Indeed, previous work by the IHPI team to survey past participants in the Healthy Michigan Plan showed that 81% had access to no other form of insurance before they joined the program, and that 55% went uninsured for the three months after they left it.

Signs of ‘adverse selection’

When the researchers looked closer at who was leaving the plan, they found that it was mainly people who were relatively healthy: Those who hadn’t had any care related to a chronic illness, and that had below-median health spending.

By contrast, the study did not find an increase in disenrollment among those who had gotten care for a chronic condition or had above-median health care spending during the first months after enrollment, before they received a cost-sharing invoice.

In participants who had no care related to a chronic disease in the six months before cost-sharing kicked in, or who had below-median overall spending, facing a premium increased the chance of disenrollment by about 3 percentage points. Every dollar of monthly fees cost raised disenrollment by 0.8 percentage points.

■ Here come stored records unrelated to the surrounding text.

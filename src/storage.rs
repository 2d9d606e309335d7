//! Persistent storage for buzzer thresholds.
//!
//! Uses the RP2040's on-board QSPI flash via the `sequential-storage` crate
//! so user thresholds survive a power cycle.
//!
//! Storage layout:
//!   - One map item under a fixed key.
//!   - Item body: `[version][set-mask][6 x f32 little-endian]`, 26 bytes.
//!     Bit `i` of the set-mask is the "initialized" flag of setting `i`.
//!   - Flash pages are managed by `sequential-storage` (wear levelling, GC).

use crate::alert::{default_settings, BuzzerSettings, SETTING_COUNT};
use crate::error::Error;

/// Layout version written as the first byte.
pub const FORMAT_VERSION: u8 = 1;

/// Encoded size of a full thresholds record.
pub const RECORD_SIZE: usize = 2 + 4 * SETTING_COUNT;

/// Serialize thresholds into `buf`; returns the number of bytes written.
pub fn encode(settings: &BuzzerSettings, buf: &mut [u8]) -> Result<usize, Error> {
    if buf.len() < RECORD_SIZE {
        return Err(Error::BufferOverflow);
    }

    buf[0] = FORMAT_VERSION;
    buf[1] = settings
        .iter()
        .enumerate()
        .filter(|(_, setting)| setting.initialized)
        .fold(0u8, |mask, (i, _)| mask | (1 << i));

    for (i, setting) in settings.iter().enumerate() {
        let offset = 2 + 4 * i;
        buf[offset..offset + 4].copy_from_slice(&setting.threshold.to_le_bytes());
    }

    Ok(RECORD_SIZE)
}

/// Rebuild thresholds from a stored record.
///
/// Metric names and precisions come from the firmware, only thresholds and
/// flags are taken from `data`.
pub fn decode(data: &[u8]) -> Result<BuzzerSettings, Error> {
    if data.len() < RECORD_SIZE || data[0] != FORMAT_VERSION {
        return Err(Error::Storage);
    }

    let mask = data[1];
    let mut settings = default_settings();
    for (i, setting) in settings.iter_mut().enumerate() {
        let offset = 2 + 4 * i;
        let mut bytes = [0u8; 4];
        bytes.copy_from_slice(&data[offset..offset + 4]);
        setting.threshold = f32::from_le_bytes(bytes);
        setting.initialized = mask & (1 << i) != 0;
    }

    Ok(settings)
}

#[cfg(feature = "embedded")]
pub use flash::{load_from_flash, save_to_flash};

#[cfg(feature = "embedded")]
mod flash {
    use super::{decode, encode, RECORD_SIZE};
    use crate::alert::BuzzerSettings;
    use crate::config::{STORAGE_FLASH_END, STORAGE_FLASH_START};
    use crate::error::Error;
    use embedded_storage_async::nor_flash::NorFlash;
    use sequential_storage::cache::NoCache;
    use sequential_storage::map::{fetch_item, store_item};

    /// Key for the thresholds record in the map storage.
    const KEY_THRESHOLDS: u8 = 0x01;

    /// Scratch buffer for sequential-storage (item header + body + slack).
    const SCRATCH_SIZE: usize = 64;

    /// Load thresholds from flash. `Ok(None)` when nothing was stored yet.
    pub async fn load_from_flash(
        flash: &mut impl NorFlash,
    ) -> Result<Option<BuzzerSettings>, Error> {
        let mut buf = [0u8; SCRATCH_SIZE];

        match fetch_item::<u8, &[u8], _>(
            flash,
            STORAGE_FLASH_START..STORAGE_FLASH_END,
            &mut NoCache::new(),
            &mut buf,
            &KEY_THRESHOLDS,
        )
        .await
        {
            Ok(Some(data)) => {
                let settings = decode(data)?;
                info!("Loaded thresholds from flash");
                Ok(Some(settings))
            }
            Ok(None) => {
                info!("No thresholds in flash");
                Ok(None)
            }
            Err(e) => {
                error!("Flash read error: {:?}", defmt::Debug2Format(&e));
                Err(Error::Storage)
            }
        }
    }

    /// Persist thresholds to flash.
    pub async fn save_to_flash(
        flash: &mut impl NorFlash,
        settings: &BuzzerSettings,
    ) -> Result<(), Error> {
        let mut buf = [0u8; SCRATCH_SIZE];
        let mut record = [0u8; RECORD_SIZE];
        let len = encode(settings, &mut record)?;
        let item = &record[..len];

        match store_item::<u8, &[u8], _>(
            flash,
            STORAGE_FLASH_START..STORAGE_FLASH_END,
            &mut NoCache::new(),
            &mut buf,
            &KEY_THRESHOLDS,
            &item,
        )
        .await
        {
            Ok(()) => {
                info!("Saved thresholds to flash");
                Ok(())
            }
            Err(e) => {
                error!("Flash write error: {:?}", defmt::Debug2Format(&e));
                Err(Error::Storage)
            }
        }
    }
}

#[cfg(test)]
mod tests {
    use super::*;

    #[test]
    fn empty_settings_encode_to_zero_mask() {
        let mut buf = [0xAA; RECORD_SIZE];
        assert_eq!(encode(&default_settings(), &mut buf), Ok(RECORD_SIZE));
        assert_eq!(buf[0], FORMAT_VERSION);
        assert_eq!(buf[1], 0);
        assert!(buf[2..].iter().all(|&b| b == 0));
    }

    #[test]
    fn layout_is_little_endian_in_setting_order() {
        let mut settings = default_settings();
        settings[1].commit(2.5);
        settings[5].commit(100.0);

        let mut buf = [0; RECORD_SIZE];
        encode(&settings, &mut buf).unwrap();

        assert_eq!(buf[1], 0b10_0010);
        assert_eq!(buf[6..10], 2.5f32.to_le_bytes());
        assert_eq!(buf[22..26], 100.0f32.to_le_bytes());
    }

    #[test]
    fn stored_record_restores_thresholds_and_flags() {
        let mut settings = default_settings();
        settings[0].commit(30.5);
        settings[3].commit(1020.0);

        let mut buf = [0; RECORD_SIZE];
        encode(&settings, &mut buf).unwrap();
        let restored = decode(&buf).unwrap();

        assert_eq!(restored, settings);
    }

    #[test]
    fn short_buffer_is_rejected() {
        let mut buf = [0; RECORD_SIZE - 1];
        assert_eq!(encode(&default_settings(), &mut buf), Err(Error::BufferOverflow));
        assert_eq!(decode(&buf), Err(Error::Storage));
    }

    #[test]
    fn unknown_version_is_rejected() {
        let mut buf = [0; RECORD_SIZE];
        encode(&default_settings(), &mut buf).unwrap();
        buf[0] = FORMAT_VERSION + 1;
        assert_eq!(decode(&buf), Err(Error::Storage));
    }
}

But monthly fees didn’t change the disenrollment chances of less-healthy enrollees who had chronic disease care or higher-than-median health spending.

When the researchers adjusted for demographic differences, they found that the people who disenrolled had medical spending in the first six months of enrollment that was 40% lower than the spending for those who stayed in.

Being billed for co-pays did not seem to alter the chance that people of any health status would leave the program. In general, co-pays for people receiving certain health care services under the Healthy Michigan Plan are $1 to $8 for a prescription up to $100 for an inpatient hospital stay, depending on income.

Enrollees are not required to leave the program for non-payment of monthly fees or co-pays; people must actively disenroll or fail to complete yearly renewal paperwork.

Implications for other states and plans

In addition to the disruption for individuals and the private plans that cover them, the authors say the findings have implications for how the state and federal governments plan for spending on Medicaid, and how they adjust payments to insurers and providers based on patients’ health risk.

States that are considering implementing or continuing cost-sharing requirements under Medicaid expansion should consider this, the authors say.

Cost-sharing is seen as a way to promote personal responsibility and encourage participants to make better decisions about health care and have been used as a way to achieve bipartisan support for Medicaid expansion in Michigan and other states.